В самом деле, с той минуты я замолчал, хотя он еще два раза вызывал меня к себе. Но я упрямо молчал. Он тоже не произносил ни слова, размышляя о беспокойной нашей совести — моей и своей. Наконец он протянул мне руку и не убирал ее, хоть ему довольно долго пришлось ждать, пока я не ответил на его сухое и холодное пожатие.
— Я сделал что мог, — проговорил он. — И длинная еще у тебя дорога впереди, Ян Мартынович, — добавил он совсем тихо.
В тот миг мы хорошо и до конца поняли друг друга. Я видел: он, слушаясь своего рассудка и совести, поверил мне. Но вместе с тем он не сумел поверить себе — ни опыту своему, ни проницательности. Отмел обвинение первого следователя, куда как немудреное и легковесное, которое могло все же приобрести тяжесть земли, утаптываемой на моей шпионской могиле. Он, однако, счел необходимым отослать меня подальше из района, которому уже через год суждено было стать первой прифронтовой полосой очередной военной кампании тех лет.
Обещал мне дальнюю дорогу и не ошибся. Сомневаюсь, однако, чтобы он в состоянии был предвидеть, какие далекие концы предстоят мне. И наверняка он не смог бы представить себе, что всего через каких-нибудь три года я буду стоять на палубе британского танкера, бросившего якорь в Саутгемптоне, вместе со всем его экипажем, поджидая какого-то деятеля, который должен был одарить десятка полтора указанных капитаном матросов каким-то что-то значащим кусочком металла на что-то значащем кусочке ленточки.

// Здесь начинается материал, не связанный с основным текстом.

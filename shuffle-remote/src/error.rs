use thiserror::Error;

/// Errors surfaced by the Remote Client. Retryable failures are
/// resolved internally and never reach callers as these variants unless
/// retries are exhausted.
#[derive(Debug, Error)]
pub enum RemoteError {
    #[error("no valid access token and refresh failed")]
    AuthExpired,

    #[error("operation requires Spotify Premium or a missing scope")]
    PremiumRequired,

    #[error("resource not found")]
    NotFound,

    #[error("rate limited after exhausting retries")]
    RateLimited,

    #[error("transient upstream failure after exhausting retries: {0}")]
    TransientRemote(String),

    #[error("client error {status}: {body}")]
    ClientError { status: u16, body: String },

    #[error("request failed: {0}")]
    Http(#[from] reqwest::Error),

    #[error("failed to decode response body: {0}")]
    Decode(#[from] serde_json::Error),
}

pub type Result<T> = std::result::Result<T, RemoteError>;
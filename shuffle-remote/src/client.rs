//! The Remote Client: authenticated HTTP calls against the streaming
//! service's Player and playlist-track endpoints, with one retry matrix
//! baked into a single request path.
//!
//! Deliberately built on raw `reqwest` rather than a higher-level
//! Spotify SDK: the retry matrix needs byte-level control over status
//! codes (single-shot 401 refresh, terminal 403/404, jittered 429/5xx
//! backoff) that a wrapping SDK's own call path tends to hide.

use std::sync::Arc;
use std::time::Duration;

use async_trait::async_trait;
use rand::Rng;
use reqwest::{Method, StatusCode};
use serde::Serialize;
use tracing::warn;

use crate::error::{RemoteError, Result};
use crate::models::{
    DevicesResponse, PlayRequestBody, PlaybackSnapshot, PlaylistTracksPage,
};
use crate::serializer::PerUserSerializer;
use crate::token::{Token, TokenStore};

const SPOTIFY_API_BASE: &str = "https://api.spotify.com/v1";
const SPOTIFY_TOKEN_URL: &str = "https://accounts.spotify.com/api/token";
const MAX_ATTEMPTS: u32 = 3;
const CONNECT_TIMEOUT: Duration = Duration::from_secs(10);
const READ_TIMEOUT: Duration = Duration::from_secs(30);

/// A device the user could play on.
#[derive(Debug, Clone, Serialize)]
pub struct DeviceInfo {
    pub id: Option<String>,
    pub name: String,
    pub is_active: bool,
    pub device_type: String,
}

/// What the poll loop needs from a playback snapshot.
#[derive(Debug, Clone, Default)]
pub struct PlaybackObservation {
    pub is_playing: bool,
    pub track_uri: Option<String>,
    pub track_name: Option<String>,
    pub artist: Option<String>,
    pub album_art: Option<String>,
}

/// The narrow capability boundary the reconciliation loop depends on.
/// Tests substitute a fake implementation instead of hitting the
/// network.
#[async_trait]
pub trait RemoteClient: Send + Sync {
    async fn list_devices(&self, user_id: i64) -> Result<Vec<DeviceInfo>>;
    async fn get_playback(&self, user_id: i64) -> Result<Option<PlaybackObservation>>;
    async fn play(&self, user_id: i64, uris: &[String], device_id: Option<&str>) -> Result<()>;
    async fn enqueue(&self, user_id: i64, uri: &str, device_id: Option<&str>) -> Result<()>;
    async fn pause(&self, user_id: i64, device_id: Option<&str>) -> Result<()>;
}

pub struct SpotifyRemoteClient {
    http: reqwest::Client,
    client_id: String,
    token_store: Arc<dyn TokenStore>,
    serializer: Arc<PerUserSerializer>,
}

impl SpotifyRemoteClient {
    /// # Panics
    /// Panics only if the underlying TLS backend cannot be
    /// initialized, matching `reqwest::Client::new`'s own contract.
    #[must_use]
    pub fn new(client_id: String, token_store: Arc<dyn TokenStore>) -> Self {
        let http = reqwest::Client::builder()
            .connect_timeout(CONNECT_TIMEOUT)
            .timeout(READ_TIMEOUT)
            .build()
            .unwrap_or_default();
        Self {
            http,
            client_id,
            token_store,
            serializer: Arc::new(PerUserSerializer::new()),
        }
    }

    async fn ensure_fresh_token(&self, user_id: i64) -> Result<Token> {
        let token = self.token_store.load_token(user_id).await?;
        if token.needs_refresh() {
            self.force_refresh(user_id, &token).await
        } else {
            Ok(token)
        }
    }

    async fn force_refresh(&self, user_id: i64, current: &Token) -> Result<Token> {
        #[derive(serde::Deserialize)]
        struct RefreshResponse {
            access_token: String,
            #[serde(default)]
            refresh_token: Option<String>,
            expires_in: i64,
        }

        let params = [
            ("grant_type", "refresh_token"),
            ("refresh_token", current.refresh_token.as_str()),
            ("client_id", self.client_id.as_str()),
        ];
        let resp = self
            .http
            .post(SPOTIFY_TOKEN_URL)
            .form(&params)
            .send()
            .await?;
        if !resp.status().is_success() {
            return Err(RemoteError::AuthExpired);
        }
        let parsed: RefreshResponse = resp.json().await?;
        let refreshed = Token {
            access_token: parsed.access_token,
            refresh_token: parsed.refresh_token.unwrap_or_else(|| current.refresh_token.clone()),
            expires_at: chrono::Utc::now() + chrono::Duration::seconds(parsed.expires_in),
            scopes: current.scopes.clone(),
        };
        self.token_store.save_token(user_id, &refreshed).await?;
        Ok(refreshed)
    }

    fn backoff(attempt: u32) -> Duration {
        let jitter: f64 = rand::thread_rng().gen_range(0.0..0.5);
        #[allow(clippy::cast_precision_loss)]
        let exp = 0.5 * 2f64.powi(i32::try_from(attempt).unwrap_or(i32::MAX));
        Duration::from_secs_f64((exp + jitter).min(30.0))
    }

    /// Execute one logical call with the full retry matrix. `use_lock`
    /// gates per-user serialization: Player-mutating/observing calls
    /// must set this; playlist-track reads must not.
    async fn execute<B: Serialize + ?Sized>(
        &self,
        user_id: i64,
        method: Method,
        path: &str,
        body: Option<&B>,
        query: Option<&[(&str, &str)]>,
        use_lock: bool,
    ) -> Result<reqwest::Response> {
        let guard = if use_lock {
            Some(self.serializer.acquire(user_id).await)
        } else {
            None
        };
        let _held = match &guard {
            Some(g) => Some(g.hold().await),
            None => None,
        };

        let mut refreshed_after_401 = false;
        for attempt in 1..=MAX_ATTEMPTS {
            let token = self.ensure_fresh_token(user_id).await?;
            let mut req = self
                .http
                .request(method.clone(), format!("{SPOTIFY_API_BASE}{path}"))
                .bearer_auth(&token.access_token);
            if let Some(b) = body {
                req = req.json(b);
            }
            if let Some(q) = query {
                req = req.query(q);
            }

            let sent = req.send().await;
            let response = match sent {
                Ok(r) => r,
                Err(e) if e.is_timeout() && attempt < MAX_ATTEMPTS => {
                    warn!(attempt, "request timed out, retrying");
                    tokio::time::sleep(Self::backoff(attempt)).await;
                    continue;
                }
                Err(e) if e.is_timeout() => {
                    return Err(RemoteError::TransientRemote("timeout".to_string()))
                }
                Err(e) => return Err(RemoteError::Http(e)),
            };

            match response.status() {
                StatusCode::TOO_MANY_REQUESTS => {
                    let retry_after = response
                        .headers()
                        .get("Retry-After")
                        .and_then(|v| v.to_str().ok())
                        .and_then(|s| s.parse::<u64>().ok())
                        .unwrap_or(2);
                    if attempt < MAX_ATTEMPTS {
                        let jitter: f64 = rand::thread_rng().gen_range(0.0..0.5);
                        warn!(attempt, retry_after, "429 rate limited, retrying");
                        tokio::time::sleep(Duration::from_secs_f64(
                            retry_after as f64 + jitter,
                        ))
                        .await;
                        continue;
                    }
                    return Err(RemoteError::RateLimited);
                }
                StatusCode::UNAUTHORIZED if !refreshed_after_401 => {
                    refreshed_after_401 = true;
                    warn!("401 unexpected, forcing token refresh and retrying once");
                    let token = self.token_store.load_token(user_id).await?;
                    self.force_refresh(user_id, &token).await?;
                    continue;
                }
                StatusCode::UNAUTHORIZED => return Err(RemoteError::AuthExpired),
                StatusCode::FORBIDDEN => return Err(RemoteError::PremiumRequired),
                StatusCode::NOT_FOUND => return Err(RemoteError::NotFound),
                status if status.is_server_error() => {
                    if attempt < MAX_ATTEMPTS {
                        warn!(attempt, %status, "server error, retrying with backoff");
                        tokio::time::sleep(Self::backoff(attempt)).await;
                        continue;
                    }
                    return Err(RemoteError::TransientRemote(status.to_string()));
                }
                status if status.is_client_error() => {
                    let body_text = response.text().await.unwrap_or_default();
                    return Err(RemoteError::ClientError {
                        status: status.as_u16(),
                        body: body_text,
                    });
                }
                _ => return Ok(response),
            }
        }
        Err(RemoteError::TransientRemote("retries exhausted".to_string()))
    }

    /// Fetch every track on a playlist, following pagination. Not a
    /// Player call, so it bypasses the per-user lock.
    pub async fn get_playlist_tracks(
        &self,
        user_id: i64,
        playlist_id: &str,
    ) -> Result<Vec<crate::models::PlaylistTrackEntry>> {
        let mut items = Vec::new();
        let mut path = format!("/playlists/{playlist_id}/tracks?limit=100&offset=0");
        loop {
            let response = self
                .execute::<()>(user_id, Method::GET, &path, None, None, false)
                .await?;
            let page: PlaylistTracksPage = response.json().await?;
            items.extend(page.items);
            match page.next {
                Some(next) => {
                    let Some(suffix) = next.strip_prefix(SPOTIFY_API_BASE) else {
                        break;
                    };
                    path = suffix.to_string();
                }
                None => break,
            }
        }
        Ok(items)
    }
}

#[async_trait]
impl RemoteClient for SpotifyRemoteClient {
    async fn list_devices(&self, user_id: i64) -> Result<Vec<DeviceInfo>> {
        let response = self
            .execute::<()>(user_id, Method::GET, "/me/player/devices", None, None, true)
            .await?;
        let parsed: DevicesResponse = response.json().await?;
        Ok(parsed
            .devices
            .into_iter()
            .map(|d| DeviceInfo {
                id: d.id,
                name: d.name,
                is_active: d.is_active,
                device_type: d.device_type,
            })
            .collect())
    }

    async fn get_playback(&self, user_id: i64) -> Result<Option<PlaybackObservation>> {
        let response = self
            .execute::<()>(user_id, Method::GET, "/me/player", None, None, true)
            .await?;
        if response.status() == StatusCode::NO_CONTENT {
            return Ok(None);
        }
        let body = response.text().await?;
        if body.is_empty() {
            return Ok(None);
        }
        let snapshot: PlaybackSnapshot = serde_json::from_str(&body)?;
        Ok(Some(PlaybackObservation {
            is_playing: snapshot.is_playing,
            track_uri: snapshot.item.as_ref().map(|t| t.uri.clone()),
            track_name: snapshot.item.as_ref().map(|t| t.name.clone()),
            artist: snapshot.item.as_ref().map(|t| t.first_artist_name()),
            album_art: snapshot.item.as_ref().and_then(|t| t.first_album_art_url()),
        }))
    }

    async fn play(&self, user_id: i64, uris: &[String], device_id: Option<&str>) -> Result<()> {
        let body = PlayRequestBody {
            uris: if uris.is_empty() {
                None
            } else {
                Some(uris.to_vec())
            },
            position_ms: Some(0),
        };
        let query = device_id.map(|d| [("device_id", d)]);
        self.execute(
            user_id,
            Method::PUT,
            "/me/player/play",
            Some(&body),
            query.as_ref().map(|q| q.as_slice()),
            true,
        )
        .await?;
        Ok(())
    }

    async fn enqueue(&self, user_id: i64, uri: &str, device_id: Option<&str>) -> Result<()> {
        let mut query = vec![("uri", uri)];
        if let Some(device) = device_id {
            query.push(("device_id", device));
        }
        self.execute::<()>(
            user_id,
            Method::POST,
            "/me/player/queue",
            None,
            Some(&query),
            true,
        )
        .await?;
        Ok(())
    }

    async fn pause(&self, user_id: i64, device_id: Option<&str>) -> Result<()> {
        let query = device_id.map(|d| [("device_id", d)]);
        self.execute::<()>(
            user_id,
            Method::PUT,
            "/me/player/pause",
            None,
            query.as_ref().map(|q| q.as_slice()),
            true,
        )
        .await?;
        Ok(())
    }
}
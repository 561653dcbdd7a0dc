//! Durable `Run` domain type — see the storage crate for persistence.

use chrono::{DateTime, Utc};
use serde::{Deserialize, Serialize};

#[derive(Debug, Clone, Copy, PartialEq, Eq, Serialize, Deserialize)]
#[serde(rename_all = "snake_case")]
pub enum Mode {
    Utility,
    Controller,
}

#[derive(Debug, Clone, Copy, PartialEq, Eq, Serialize, Deserialize)]
#[serde(rename_all = "snake_case")]
pub enum RunStatus {
    Active,
    Completed,
    Cancelled,
}

/// One durable attempt at playing a playlist in a specific order.
/// Immutable once created: a reshuffle creates a new [`Run`], it never
/// mutates `order` in place.
#[derive(Debug, Clone, PartialEq, Eq, Serialize, Deserialize)]
pub struct Run {
    pub id: i64,
    pub user_id: i64,
    pub playlist_id: String,
    pub mode: Mode,
    pub order: Vec<String>,
    pub cursor: usize,
    pub queued_until_index: usize,
    pub status: RunStatus,
    pub created_at: DateTime<Utc>,
    pub updated_at: DateTime<Utc>,
}

impl Run {
    /// `0 <= cursor <= |order|`; `cursor` equals `|order|` when the run
    /// has completed.
    #[must_use]
    pub fn is_complete(&self) -> bool {
        self.cursor >= self.order.len()
    }

    #[must_use]
    pub fn total_tracks(&self) -> usize {
        self.order.len()
    }

    /// The URI the controller currently intends to be playing, or
    /// `None` once the run is complete.
    #[must_use]
    pub fn expected_uri(&self) -> Option<&str> {
        self.order.get(self.cursor).map(String::as_str)
    }
}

Экипаж танкера «Абердин» состоял из взрослых людей, не привыкших волноваться по поводу визита какого-там склеротика из Адмиралтейства. Оказывается, мы даже и вообразить себе не могли, кто же будет нас награждать. Нас поразило, что газетные шавки и фоторепортеры стали съезжаться, будто на коронацию. Причины мы понимали: очень нелегко и все труднее было найти желающих ходить в конвоях, а в то время гитлеровские подлодки шныряли по Атлантике почти безнаказанно. По этим-то, вероятно, соображениям и было решено в патриотически-рекламных целях устроить нам грандиозный цирк и фейерверк, обставив все весьма торжественно.
Был февраль. С моря налетел мелкий дождь, вместе с которым все чаще сыпала и снежная крупа. Мы стояли, готовые к торжествам, довольно длинной шеренгой, озябшие, но слегка подогретые изнутри, да и любопытство разбирало нас все больше: ради кого же так торжественно надрываются боцманские свистки. А в следующий миг всех как громом поразило, да и сам я ощутил какое-то беспокойство и что-то вроде гордости. Мы увидели, как по трапу поднимается высокий тучный мужчина в мундире с высшими знаками различия, в шинели, несмотря на страшный холод, едва наброшенной на плечи. Никто из нас, включая капитана, человека большой храбрости, не предвидел, что лицом, которое должно прибыть к нам в гости, окажется премьер Уинстон Черчилль. У капитана во время рапорта сорвался голос, кто-то из англичан в нашей шеренге довольно громко выругался и всхлипнул, а тот уже награждал капитана, затем первого помощника и главного механика. Я стоял почти в середине длинной шеренги, но ждал недолго. Высокий гость торопился, то и дело выстреливали лампы фоторепортеров, все шло гладко и казенно, как на хорошо отрепетированном параде.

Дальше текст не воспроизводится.